The canopy ate my cry and sealed our bond. My mother bit through the cord with her teeth, and I have been on this earth (แผ่นดิน) ever since.
That is the only deed this land ever gave me.
Then they drew their lines.
The state gave the forest a new name:
─────────────── ❖ ───────────────
THALE BAN NATIONAL PARK (อุทยานแห่งชาติทะเลบัน)
─────────────── ❖ ───────────────
A Protected Area.
Protected from us.
The Monkey Jack became state property.
The river became a border, and I became a crime.
Eleven women before me.
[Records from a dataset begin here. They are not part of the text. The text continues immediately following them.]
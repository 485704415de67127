//! Builds unsigned request descriptors and executes signed ones against the
//! object store.
//!
//! The signer never computes signatures itself: it describes what it wants
//! to do (path, verb, content headers), and once the signing service has
//! returned a URL plus query credentials, it performs the HTTP call.

use crate::error::{ObjectStoreError, SyncResult};
use crate::PathContentMap;
use base64::{engine::general_purpose::STANDARD, Engine};
use bytes::Bytes;
use md5::{Digest, Md5};
use reqwest::header::{CONTENT_LENGTH, CONTENT_TYPE};
use reqwest::Client;
use std::time::Duration;
use tracing::debug;
use webreview_types::{
    Fileset, RequestHeaders, SignRequestsRequest, SignedRequest, UnsignedRequest, Verb,
};

/// MIME type for directory index paths (`/docs/`).
pub const DIRECTORY_CONTENT_TYPE: &str = "text/html";

/// Fallback when the extension is unknown.
pub const DEFAULT_CONTENT_TYPE: &str = "application/octet-stream";

/// Guesses the content type the object store should serve `path` with.
pub fn content_type_for(path: &str) -> String {
    if path.ends_with('/') {
        return DIRECTORY_CONTENT_TYPE.to_string();
    }
    mime_guess::from_path(path)
        .first_raw()
        .unwrap_or(DEFAULT_CONTENT_TYPE)
        .to_string()
}

/// Base64 of the MD5 digest, as expected in `Content-MD5`.
pub fn content_md5(content: &[u8]) -> String {
    STANDARD.encode(Md5::digest(content))
}

/// Describes one operation on `path`.
///
/// PUT requests carry content headers; an absent body is uploaded as empty.
/// GET and DELETE carry none.
pub fn build_unsigned(verb: Verb, path: &str, content: Option<&[u8]>) -> UnsignedRequest {
    let headers = match verb {
        Verb::Put => {
            let content = content.unwrap_or_default();
            Some(RequestHeaders {
                content_length: content.len() as u64,
                content_md5: content_md5(content),
                content_type: content_type_for(path),
            })
        }
        Verb::Get | Verb::Delete => None,
    };
    UnsignedRequest {
        path: path.to_string(),
        verb,
        headers,
    }
}

/// Body of one `sign_requests` call: one unsigned request per entry, in map order.
pub fn build_batch_signing_request(
    verb: Verb,
    fileset: &Fileset,
    batch: &PathContentMap,
) -> SignRequestsRequest {
    let unsigned_requests = batch
        .iter()
        .map(|(path, content)| build_unsigned(verb, path, content.as_deref()))
        .collect();
    SignRequestsRequest {
        fileset: fileset.clone(),
        unsigned_requests,
    }
}

/// Executes signed requests against the object store.
///
/// Holds its own HTTP client: signing-service credentials must never reach
/// the object store.
#[derive(Clone)]
pub struct RequestSigner {
    client: Client,
    timeout: Duration,
}

impl RequestSigner {
    pub fn new(timeout: Duration) -> SyncResult<Self> {
        let client = Client::builder()
            .timeout(timeout)
            .build()?;
        Ok(Self { client, timeout })
    }

    /// Issues the HTTP call described by `signed` and returns the response body.
    ///
    /// Any status outside `[200, 205)` is an error, for every verb.
    pub async fn execute(
        &self,
        signed: &SignedRequest,
        content: Option<Bytes>,
    ) -> Result<Bytes, ObjectStoreError> {
        let params = &signed.params;
        let expires = params.expires.to_string();
        let query = [
            ("GoogleAccessId", params.google_access_id.as_str()),
            ("Signature", params.signature.as_str()),
            ("Expires", expires.as_str()),
        ];

        let builder = match signed.verb() {
            Verb::Put => {
                let body = content.unwrap_or_default();
                let builder = self.client.put(&signed.url).query(&query);
                let builder = match signed.headers() {
                    Some(headers) => builder
                        .header(CONTENT_TYPE, &headers.content_type)
                        .header("Content-MD5", &headers.content_md5)
                        .header(CONTENT_LENGTH, headers.content_length),
                    None => builder,
                };
                builder.body(body)
            }
            Verb::Get => self.client.get(&signed.url).query(&query),
            Verb::Delete => self.client.delete(&signed.url).query(&query),
        };

        let resp = builder.send().await.map_err(|e| self.classify(e))?;
        let status = resp.status().as_u16();
        let body = resp.bytes().await.map_err(|e| self.classify(e))?;

        if !(200..205).contains(&status) {
            return Err(ObjectStoreError::from_response(status, &body));
        }

        debug!(
            "{} {} -> {status} ({} bytes)",
            signed.verb(),
            signed.path(),
            body.len()
        );
        Ok(body)
    }

    fn classify(&self, err: reqwest::Error) -> ObjectStoreError {
        if err.is_timeout() {
            ObjectStoreError::Timeout(self.timeout)
        } else {
            ObjectStoreError::Transport(err.to_string())
        }
    }
}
Each took her name from the tree that bore her mother’s weight. The forest knew them all before the state thought to claim it.
A man with dry boots explained our new rights.
“Twenty years”, he said.
Twenty years to live on land we have lived on for one thousand.
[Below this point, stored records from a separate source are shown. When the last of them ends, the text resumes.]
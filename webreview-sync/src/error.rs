//! Error types for the sync pipeline.

use std::path::PathBuf;
use std::time::Duration;
use thiserror::Error;

/// Result type for sync operations.
pub type SyncResult<T> = Result<T, SyncError>;

/// Errors that abort a whole `write`/`read`/`delete`/`finalize` call.
#[derive(Debug, Error)]
pub enum SyncError {
    #[error("signing RPC failed ({}): {message}", .status.map_or_else(|| "no response".to_string(), |s| s.to_string()))]
    SigningRpc { status: Option<u16>, message: String },

    #[error("invalid configuration: {0}")]
    Config(String),

    #[error("signing service returned an unusable request: {0}")]
    InvalidSignedRequest(String),

    #[error("failed to read {}: {source}", .path.display())]
    Io {
        path: PathBuf,
        #[source]
        source: std::io::Error,
    },

    #[error("serialization error: {0}")]
    Serialization(#[from] serde_json::Error),

    #[error("HTTP error: {0}")]
    Http(#[from] reqwest::Error),
}

/// A single object-store call that did not succeed.
///
/// Captured per path in [`crate::executor::ExecutionResult`]; never aborts
/// sibling operations.
#[derive(Clone, Debug, Error, PartialEq)]
pub enum ObjectStoreError {
    #[error("object store returned {status}: {message}")]
    Status {
        status: u16,
        message: String,
        /// Parsed body when the store answered with a JSON error document.
        data: Option<serde_json::Value>,
    },

    #[error("object store request timed out after {0:?}")]
    Timeout(Duration),

    #[error("object store transport error: {0}")]
    Transport(String),
}

impl ObjectStoreError {
    /// Builds a status error from a raw response body.
    ///
    /// A JSON body with an `error_message` field supplies the message.
    pub fn from_response(status: u16, body: &[u8]) -> Self {
        let data = serde_json::from_slice::<serde_json::Value>(body)
            .ok()
            .filter(|v| v.is_object());
        let message = data
            .as_ref()
            .and_then(|d| d.get("error_message"))
            .and_then(|m| m.as_str())
            .map(str::to_string)
            .unwrap_or_else(|| String::from_utf8_lossy(body).trim().to_string());
        ObjectStoreError::Status {
            status,
            message,
            data,
        }
    }

    pub fn status(&self) -> Option<u16> {
        match self {
            ObjectStoreError::Status { status, .. } => Some(*status),
            _ => None,
        }
    }

    pub fn is_timeout(&self) -> bool {
        matches!(self, ObjectStoreError::Timeout(_))
    }
}
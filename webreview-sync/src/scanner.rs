//! Turns a build directory into a path-to-content map.

use crate::error::{SyncError, SyncResult};
use crate::PathContentMap;
use bytes::Bytes;
use std::path::Path;
use tracing::debug;
use walkdir::WalkDir;

/// Reads every regular file under `root`.
///
/// Keys are the file's path relative to `root`, `/`-separated with a
/// leading `/` (`root/css/site.css` becomes `/css/site.css`). A symlink to
/// a file is read through and keyed by the link's own path; symlinked
/// directories are not followed.
pub fn scan_directory(root: &Path) -> SyncResult<PathContentMap> {
    let mut items = PathContentMap::new();

    for entry in WalkDir::new(root).sort_by_file_name() {
        let entry = entry.map_err(|e| {
            let path = e.path().unwrap_or(root).to_path_buf();
            SyncError::Io {
                path,
                source: e.into(),
            }
        })?;
        let is_file = if entry.path_is_symlink() {
            std::fs::metadata(entry.path())
                .map_err(|source| SyncError::Io {
                    path: entry.path().to_path_buf(),
                    source,
                })?
                .is_file()
        } else {
            entry.file_type().is_file()
        };
        if !is_file {
            continue;
        }

        let content = std::fs::read(entry.path()).map_err(|source| SyncError::Io {
            path: entry.path().to_path_buf(),
            source,
        })?;
        items.insert(object_path(root, entry.path()), Some(Bytes::from(content)));
    }

    debug!("scanned {} files under {}", items.len(), root.display());
    Ok(items)
}

/// `/`-rooted object path for `file` relative to `root`.
fn object_path(root: &Path, file: &Path) -> String {
    let relative = file.strip_prefix(root).unwrap_or(file);
    let joined = relative
        .components()
        .map(|c| c.as_os_str().to_string_lossy())
        .collect::<Vec<_>>()
        .join("/");
    format!("/{joined}")
}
He smiled and told us we were stateless.
To remain is to ask the Forestry Department for water, for light, for the breath (ลมหายใจ) we were born with.
Last winter, my husband buried his blowpipe (ปืนเป่า) beneath a stone. He had used it twice in our marriage. Once for a small bird. Once, for a squirrel he shot for our daughter the night she could not sleep from hunger.
They made him a poacher. Officials lower their eyes to the papers when they say it. They know we take nothing the forest cannot give. The law, they say, applies equally.
It does not.
Not one of them has counted the days between meals.
The plantations creep higher every year. The loggers arrive at dawn, the tourists at noon, and we must produce documentation.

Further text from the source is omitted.